It’s a concern: instead of sending your Nav Fees payment to Eurocontrol, you’ve actually sent it to a suburb of Lagos. And you’re not going to get it back.
We’ve seen an increasing variety of bogus emails, that at first glance look like they are from Eurocontrol – but aren’t. Here’s a good example from this week:
You’d be forgiven for glancing over it and responding to request the details of ‘their’ new bank account. And that’s where the problem begins – you’ll get a new bank account, only it won’t direct your money to Brussels.
IATA has the same issue:
Fortunately, most of these emails are poorly written, and easy enough to identify as bogus – but that’s only if you are on your guard.
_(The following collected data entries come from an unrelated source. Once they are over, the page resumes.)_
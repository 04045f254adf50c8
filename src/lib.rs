//! # notes-press
//!
//! A static site generator for blogs written as plain directories of Markdown
//! notes, one directory per language. The generator is strict: it refuses to
//! publish a site with incomplete metadata, broken links, unreferenced files,
//! or a page that exists in one language but not another.
//!
//! # Architecture: Plan, Then Write
//!
//! ```text
//! 1. Load      {version}/        →  path → bytes      (per version, sorted)
//! 2. Validate  front-matter      →  FrontMatter       (required keys, changefreq)
//! 3. Render    Markdown          →  HTML pages        (references checked as they render)
//! 4. Check     loaded − used     →  orphaned files    (per version)
//! 5. Compare   output paths      →  mismatches        (across versions)
//! 6. Write     dist/             →  pages, assets, robots.txt, sitemap.xml, snapshots
//! ```
//!
//! Steps 1–5 run entirely in memory. Nothing is written until every version
//! has passed every check, so a failed build leaves the previous output alone.
//!
//! # Module Map
//!
//! | Module | Role |
//! |--------|------|
//! | [`build`] | Whole-site build: plans every version in memory, then writes the output |
//! | [`loader`] | Recursive directory loading into a sorted path → bytes map |
//! | [`frontmatter`] | YAML front-matter splitting and required-key validation |
//! | [`timestamps`] | Publish-date snapshot and created/updated reconciliation |
//! | [`references`] | Link/image target validation and orphaned-file detection |
//! | [`consistency`] | Cross-version output-path comparison |
//! | [`markdown`] | Markdown rendering with reference hooks, via pulldown-cmark |
//! | [`generate`] | Page template (Maud), robots.txt, sitemap.xml, minification |
//! | [`config`] | `config.toml` loading, merging onto stock defaults, validation |
//! | [`types`] | Shared types: change frequency, file dates, sitemap entries |
//! | [`output`] | CLI output formatting |
//!
//! # Design Decisions
//!
//! ## Stable Publish Dates
//!
//! Hosted builds run in fresh checkouts where every file looks brand new.
//! Production builds therefore keep a JSON snapshot of each note's created
//! and updated dates inside the version directory and prefer it over the
//! filesystem. See [`timestamps`].
//!
//! ## Every File Must Be Referenced
//!
//! A file that no note links to is treated as an authoring mistake (a typo in
//! a link, or a leftover upload) and fails the build. Files used only by the
//! page template are listed in `validate.ignore_file_paths`.

pub mod build;
pub mod config;
pub mod consistency;
pub mod frontmatter;
pub mod generate;
pub mod loader;
pub mod markdown;
pub mod output;
pub mod references;
pub mod timestamps;
pub mod types;

#[cfg(test)]
pub(crate) mod test_helpers;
The best solution is to simply be aware of the risk:
- Look at the sender address: real emails come from eurocontrol.int. Fake ones look similar, but might be something like @eurocontrolinc.com.
- Most of the emails ask for a copy of an invoice or payment – be suspicious when you read that.
- Be especially alert when the email mentions a change in bank account. Eurocontrol has no plans to change bank accounts any time soon.
- Best advice: write to the real address: firstname.lastname@example.org and ask for confirmation of any message, or call the Route Charges office on +32 2729 3838.
- The most secure way to handle Eurocontrol charges and payments is through their CEFA portal.